"Cross-sectional anatomy is increasingly important given the expanded use of imaging techniques such as Magnetic Resonance Imaging (MRI) and Computerized Tomography (CT)," says Professor McNulty (right) of Loyola University's Strich School of Medicine. (Photograph by David Walberg)


t used to be that John McNulty, a professor of anatomy at Loyola University in Chicago, only had textbook images when he wanted to show human anatomy to his first-year medical students. Now, thanks to the Internet, McNulty's students can tap into the Visible Human Project, a complete digital image library of the human body set up by the U.S. National Library of Medicine. Its most stunning feature: complete cross-sections from both a male and a female cadaver.

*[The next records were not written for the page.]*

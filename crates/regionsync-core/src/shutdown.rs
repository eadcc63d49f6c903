//! Process-wide shutdown signal.
//!
//! A thin wrapper over a `watch::channel(false)`: every suspension point in
//! the agent selects on [`Shutdown::triggered`] (or sleeps through
//! [`Shutdown::sleep`]) so no wait outlives a shutdown request.

use std::sync::Arc;
use std::time::Duration;

use tokio::sync::watch;

/// Sending half, held by whoever may stop the agent.
#[derive(Clone)]
pub struct ShutdownTrigger {
    tx: Arc<watch::Sender<bool>>,
}

/// Receiving half, cloned into every task.
#[derive(Clone)]
pub struct Shutdown {
    rx: watch::Receiver<bool>,
    /// Keeps the channel open for handles created by [`Shutdown::never`].
    _keep: Option<Arc<watch::Sender<bool>>>,
}

/// Create a linked trigger/receiver pair.
pub fn shutdown_channel() -> (ShutdownTrigger, Shutdown) {
    let (tx, rx) = watch::channel(false);
    (
        ShutdownTrigger { tx: Arc::new(tx) },
        Shutdown { rx, _keep: None },
    )
}

impl ShutdownTrigger {
    pub fn trigger(&self) {
        self.tx.send_replace(true);
    }

    pub fn is_triggered(&self) -> bool {
        *self.tx.borrow()
    }

    pub fn subscribe(&self) -> Shutdown {
        Shutdown {
            rx: self.tx.subscribe(),
            _keep: None,
        }
    }
}

impl Shutdown {
    /// A handle that is never triggered.
    pub fn never() -> Self {
        let (tx, rx) = watch::channel(false);
        Self {
            rx,
            _keep: Some(Arc::new(tx)),
        }
    }

    pub fn is_triggered(&self) -> bool {
        *self.rx.borrow()
    }

    /// Resolves once shutdown is triggered. Pends forever if the trigger was
    /// dropped without firing.
    pub async fn triggered(&mut self) {
        loop {
            if *self.rx.borrow_and_update() {
                return;
            }
            if self.rx.changed().await.is_err() {
                std::future::pending::<()>().await;
            }
        }
    }

    /// Sleep for `duration`. Returns `false` if shutdown cut the sleep short.
    pub async fn sleep(&mut self, duration: Duration) -> bool {
        if self.is_triggered() {
            return false;
        }
        tokio::select! {
            _ = tokio::time::sleep(duration) => true,
            _ = self.triggered() => false,
        }
    }
}
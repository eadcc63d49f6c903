//! redb table definitions for the regionsync store.
//!
//! String-keyed tables hold JSON-serialized domain types. Composite keys
//! follow `{kind}/{id}` so related rows can be found by prefix scan.

use redb::TableDefinition;

/// Lifecycle requests keyed by request id.
pub const REQUESTS: TableDefinition<u64, &[u8]> = TableDefinition::new("requests");

/// Response rows: `request/{id}`, `versions`, `streaming/{agent_index}`.
pub const RESPONSES: TableDefinition<&str, &[u8]> = TableDefinition::new("responses");

/// Initialization checkpoints keyed by `{agent}/{source}/{table}`.
pub const CHECKPOINTS: TableDefinition<&str, &[u8]> = TableDefinition::new("checkpoints");

/// Replicated table metadata keyed by table name.
pub const TABLES: TableDefinition<&str, &[u8]> = TableDefinition::new("tables");

/// Region map: numeric id → region name.
pub const REGION_IDS: TableDefinition<u32, &str> = TableDefinition::new("region_ids");

/// Counters (`region_seq`).
pub const META: TableDefinition<&str, u64> = TableDefinition::new("meta");

pub const VERSIONS_KEY: &str = "versions";
pub const REGION_SEQ_KEY: &str = "region_seq";

pub fn response_key(request_id: u64) -> String {
    format!("request/{request_id}")
}

pub fn streaming_key(agent_index: u32) -> String {
    format!("streaming/{agent_index}")
}
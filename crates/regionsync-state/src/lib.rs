//! regionsync-state — the locally served store.
//!
//! Backed by [redb](https://docs.rs/redb). The request/response channel,
//! version exchange, streaming registry, initialization checkpoints, the
//! local table catalog and the region-id map all live here as ordinary
//! tables, so agents coordinate without a consensus service.
//!
//! # Architecture
//!
//! All domain types are JSON-serialized into redb's `&[u8]` value columns.
//! Composite keys (`request/{id}`, `{agent}/{source}/{table}`) enable
//! prefix scans for related rows.
//!
//! The `StateStore` is `Clone` + `Send` + `Sync` (backed by `Arc<Database>`)
//! and can be shared across async tasks.

pub mod error;
pub mod resolver;
pub mod store;
pub mod tables;
pub mod types;

pub use error::{StateError, StateResult};
pub use resolver::RegionResolver;
pub use store::{StateStore, epoch_secs};
pub use types::*;
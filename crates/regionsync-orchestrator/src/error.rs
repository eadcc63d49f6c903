//! Orchestrator error types.

use std::fmt;

use thiserror::Error;

use regionsync_state::StateError;

/// One source region that failed, with the tables it was streaming.
#[derive(Debug, Clone, PartialEq, Eq)]
pub struct RegionFailure {
    pub region: String,
    pub tables: Vec<String>,
    pub cause: String,
}

/// Every region that failed in one pass, reported together.
#[derive(Debug, Clone, PartialEq, Eq, Default)]
pub struct CompositeFailure {
    pub failures: Vec<RegionFailure>,
}

impl CompositeFailure {
    pub fn is_empty(&self) -> bool {
        self.failures.is_empty()
    }

    pub fn regions(&self) -> impl Iterator<Item = &str> {
        self.failures.iter().map(|f| f.region.as_str())
    }
}

impl fmt::Display for CompositeFailure {
    fn fmt(&self, f: &mut fmt::Formatter<'_>) -> fmt::Result {
        write!(f, "{} region(s) failed", self.failures.len())?;
        for failure in &self.failures {
            write!(
                f,
                "; {} [{}]: {}",
                failure.region,
                failure.tables.join(", "),
                failure.cause
            )?;
        }
        Ok(())
    }
}

#[derive(Debug, Error)]
pub enum OrchestratorError {
    #[error("source region workers terminated unexpectedly: {0}")]
    Composite(CompositeFailure),

    #[error("state store error: {0}")]
    State(#[from] StateError),
}

pub type OrchestratorResult<T> = Result<T, OrchestratorError>;

#[cfg(test)]
mod tests {
    use super::*;

    #[test]
    fn composite_names_every_region_and_table() {
        let failure = CompositeFailure {
            failures: vec![
                RegionFailure {
                    region: "eu-west".into(),
                    tables: vec!["orders".into(), "items".into()],
                    cause: "stream reset".into(),
                },
                RegionFailure {
                    region: "ap-south".into(),
                    tables: vec![],
                    cause: "exited".into(),
                },
            ],
        };
        let text = OrchestratorError::Composite(failure.clone()).to_string();
        assert!(text.contains("2 region(s) failed"));
        assert!(text.contains("eu-west [orders, items]: stream reset"));
        assert!(text.contains("ap-south []: exited"));
        assert_eq!(failure.regions().collect::<Vec<_>>(), vec!["eu-west", "ap-south"]);
    }
}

Instead of turning to textbooks, medical students can now download images from the Visible Man and examine organs, bones, tissue, and muscle, millimeter by millimeter. Joseph Paul Jernigan, a convicted murderer executed in 1994 who donated his body to science, is the first human to exist in cyberspace. In August 1996, the Visible Woman, sliced at an even finer thickness of 0.3 millimeters, will join Jernigan.


The Visible Human project enables medical students to view the entire anatomy, whether bones, muscle or tissue, millimeter by millimeter (Photograph by David Walberg)

McNulty downloads the Visible Human images through the Loyola University Medical Education Network and projects them onto a screen during lectures. Students view the images individually in the computer-aided learning lab and at home using their personal Internet accounts.

"Cross-sectional anatomy is increasingly important for practicing physicians to know well, particularly with expanded use of imaging techniques such as magnetic resonance imaging (MRI) and computerized tomography (CT)," said McNulty. "With the Visible Human Project, Loyola medical students can easily correlate, point-for-point, between the actual sections and the corresponding CT and MRI taken at that level. Before the Visible Human, we could never do such a direct correlation.

"Obviously, the better we train our students to understand the anatomical relationships seen in MRIs and CTs, the better they will be able to diagnose and treat their future patients.